You buy the house when you find her.

It's not difficult. The previous owner died two years ago and his trust hasn't been able to find anyone both willing to live in the middle of nowhere and rich enough to afford the asking price and upkeep. You're already used to living in the middle of nowhere -- your lab is practically next door -- and in addition to the frankly ridiculous salary he's paying you, Jake Harley is more than willing to foot your down payment.

You still don't fully believe his talk of alternate dimensions, time travel, and games that can alter reality itself, but snatching a tiny baby from a meteor impact site before the slowly resurging lake could top the crater walls and bury her in a deluge of frigid water has gone a fair way to expanding your definition of what may be possible.

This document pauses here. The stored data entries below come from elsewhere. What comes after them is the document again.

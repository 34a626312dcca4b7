//! Browser launcher
//!
//! Opens the results page in the browser named on the command line. Known browsers are looked
//! up at their usual install location first; anything else (or a browser missing from that
//! location) is handed to the OS by name.

use std::path::{ Path, PathBuf };
use std::process::{ Child, Command };

use log::{ info, warn };

use crate::error::AppResult;

const IE_PATH: &str = "C:/Program Files/Internet Explorer/iexplore.exe";

#[derive(Debug, Clone, PartialEq, Eq)]
pub(crate) enum Browser {
  Chrome,
  Ie,
  Other(String),
}

impl Browser {
  pub(crate) fn from_name(name: &str) -> Self {
    if name.eq_ignore_ascii_case("chrome") {
      Browser::Chrome
    } else if name.eq_ignore_ascii_case("ie") {
      Browser::Ie
    } else {
      warn!("Invalid command line arguments. Got {name} but expected chrome, IE or nothing.");
      Browser::Other(name.to_string())
    }
  }

  pub(crate) fn name(&self) -> &str {
    match self {
      Browser::Chrome => "chrome",
      Browser::Ie => "IE",
      Browser::Other(name) => name,
    }
  }

  /// Usual install location on this platform, if there is one.
  pub(crate) fn default_path(&self) -> Option<&'static str> {
    match self {
      Browser::Chrome => {
        if cfg!(windows) {
          Some("C:/Program Files (x86)/Google/Chrome/Application/chrome.exe")
        } else if cfg!(target_os = "macos") {
          Some("/Applications/Google Chrome.app/Contents/MacOS/Google Chrome")
        } else if cfg!(target_os = "linux") {
          Some("/opt/google/chrome/chrome")
        } else {
          warn!(
            "default Chrome location is unknown for platform '{}'",
            std::env::consts::OS
          );
          None
        }
      }
      Browser::Ie => Some(IE_PATH),
      Browser::Other(_) => None,
    }
  }

  /// Executable to spawn: the default path when `exists` says it is there, else the name.
  pub(crate) fn executable_with(&self, exists: impl Fn(&Path) -> bool) -> PathBuf {
    match self.default_path() {
      Some(p) if exists(Path::new(p)) => PathBuf::from(p),
      _ => PathBuf::from(self.name()),
    }
  }

  pub(crate) fn executable(&self) -> PathBuf {
    self.executable_with(Path::exists)
  }
}

/// Spawn `browser` on `url`, sharing this process's stdio.
pub(crate) fn launch(browser: &Browser, url: &str) -> AppResult<Child> {
  let exe = browser.executable();
  info!("Using browser: {}", exe.display());
  let child = Command::new(&exe).arg(url).spawn()?;
  Ok(child)
}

You name the baby Rose. It's your favorite flower -- you approve of any creature sensible enough to guard its beauty with thorns.

It's downright strange living in a house this large. You grew up in a series of apartments and duplexes in northern New Jersey, shunted in and out of one foster home after another. The sheer amount of space in this house -- ha, in this _mansion_ \-- is bewildering. There are far too many windows, too much light streaming in at all hours and destroying the dark you need to concentrate on the programming for which Harley hired you. The constant rush of water is nearly as distracting.

But Rose likes the light and the roar of the falls, so you think better of your second thoughts and try to settle in.

You keep a backup bedroom in your lab for when she's old enough to sleep through the night, but for now you make do with blackout curtains and way too much caffeine during working hours. You can't even drink as much booze as you're used to, not if you want to keep a halfway clear head for when Rose wakes screaming in the night. Which she does at least every other day -- those thorns manifesting early, you suppose. Good for her. Hiding, keeping quiet, and playing peacemaker never did you any favors. You want her to speak her mind, tell the whole damn world what she sees and what she wants.

Right now what she wants is a clean diaper, a bottle, and human contact. You love the way she nestles into your arms and smiles at the sound of your voice.

"I wish I knew some real lullabies," you tell her, "but nobody ever sang any to me. You're gonna have to make do with show tunes and shit I learned from movies." In a year or so you'll have to start watching your words, but right now you're pretty sure she's too young to care what you say as long as you're saying something and tickling her silly little baby belly. Besides, curses are emotionally cathartic; they help compensate for the alcoholic relief you're not getting. That is cold hard scientific fact and not in any way a rationalization.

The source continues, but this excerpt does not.